Individuals with an inherited deficiency in gonadotropin-releasing hormone (GnRH) have impaired sexual reproduction. Previous genetic linkage studies and sequencing of plausible gene candidates have identified mutations associated with inherited GnRH deficiency, but the small number of affected families and limited success in validating candidates have impeded genetic diagnoses for most patients. Using a combination of exome sequencing and computational modeling, we have identified a shared point mutation in semaphorin 3E (SEMA3E) in 2 brothers with Kallmann syndrome (KS), which causes inherited GnRH deficiency. Recombinant wild-type SEMA3E protected maturing GnRH neurons from cell death by triggering a plexin D1–dependent (PLXND1-dependent) activation of PI3K-mediated survival signaling. In contrast, recombinant SEMA3E carrying the KS-associated mutation did not protect GnRH neurons from death. In murine models, lack of either SEMA3E or PLXND1 increased apoptosis of GnRH neurons in the developing brain, reducing innervation of the adult median eminence by GnRH-positive neurites.
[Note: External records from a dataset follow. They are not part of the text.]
//! Upload Preview
//!
//! Reacts to a file-input change: annotates the upload label with the file
//! name and loads image/video previews as `data:` URLs.

use std::rc::Rc;

use crate::config::{
    FILE_NAME_SELECTOR, HAS_FILE_CLASS, HIDDEN_CLASS, IMAGE_PREVIEW_ID, UPLOAD_LABEL_SELECTOR,
    UPLOAD_WRAPPER_SELECTOR, VIDEO_PREVIEW_ID,
};
use crate::models::{PreviewKind, UploadedFile};
use crate::view::View;

pub struct UploadPreview<V: View> {
    view: Rc<V>,
}

impl<V: View> UploadPreview<V> {
    pub fn new(view: Rc<V>) -> Self {
        Self { view }
    }

    /// Handle a change on `input`. Only the first selected file is passed in;
    /// `None` (selection cleared) is a no-op.
    ///
    /// Reads are never cancelled: if an older read finishes after a newer
    /// one, the older content wins the preview.
    pub fn file_selected(&self, input: &V::Node, file: Option<UploadedFile>) {
        let Some(file) = file else {
            return;
        };
        log::debug!("file selected: {} ({}, {} bytes)", file.name, file.mime_type, file.size);

        self.annotate_label(input, &file.name);

        let target = match file.preview_kind() {
            Some(PreviewKind::Image) => IMAGE_PREVIEW_ID,
            Some(PreviewKind::Video) => VIDEO_PREVIEW_ID,
            None => return,
        };
        let Some(preview) = self.view.element_by_id(target) else {
            return;
        };

        let view = self.view.clone();
        file.content.read_data_url(
            &file.mime_type,
            Box::new(move |url| {
                view.set_attribute(&preview, "src", &url);
                view.remove_class(&preview, HIDDEN_CLASS);
            }),
        );
    }

    fn annotate_label(&self, input: &V::Node, file_name: &str) {
        let view = &*self.view;
        let Some(label) = view
            .closest(input, UPLOAD_WRAPPER_SELECTOR)
            .and_then(|wrapper| view.query_first(&wrapper, UPLOAD_LABEL_SELECTOR))
        else {
            return;
        };

        view.add_class(&label, HAS_FILE_CLASS);
        if let Some(previous) = view.query_first(&label, FILE_NAME_SELECTOR) {
            view.remove(&previous);
        }

        let annotation = view.create_element("div");
        for class in ["file-name", "text-primary", "mt-2"] {
            view.add_class(&annotation, class);
        }
        let icon = view.create_element("i");
        view.add_class(&icon, "bi");
        view.add_class(&icon, "bi-file-earmark-check");

        view.append_child(&annotation, &icon);
        view.append_text(&annotation, &format!(" {}", file_name));
        view.append_child(&label, &annotation);
    }
}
GnRH neuron deficiency in male mice was accompanied by impaired testes growth, a characteristic feature of KS. Together, these results identify SEMA3E as an essential gene for GnRH neuron development, uncover a neurotrophic function for SEMA3E in the developing brain, and elucidate SEMA3E/PLXND1/PI3K signaling as a mechanism that prevents GnRH neuron deficiency.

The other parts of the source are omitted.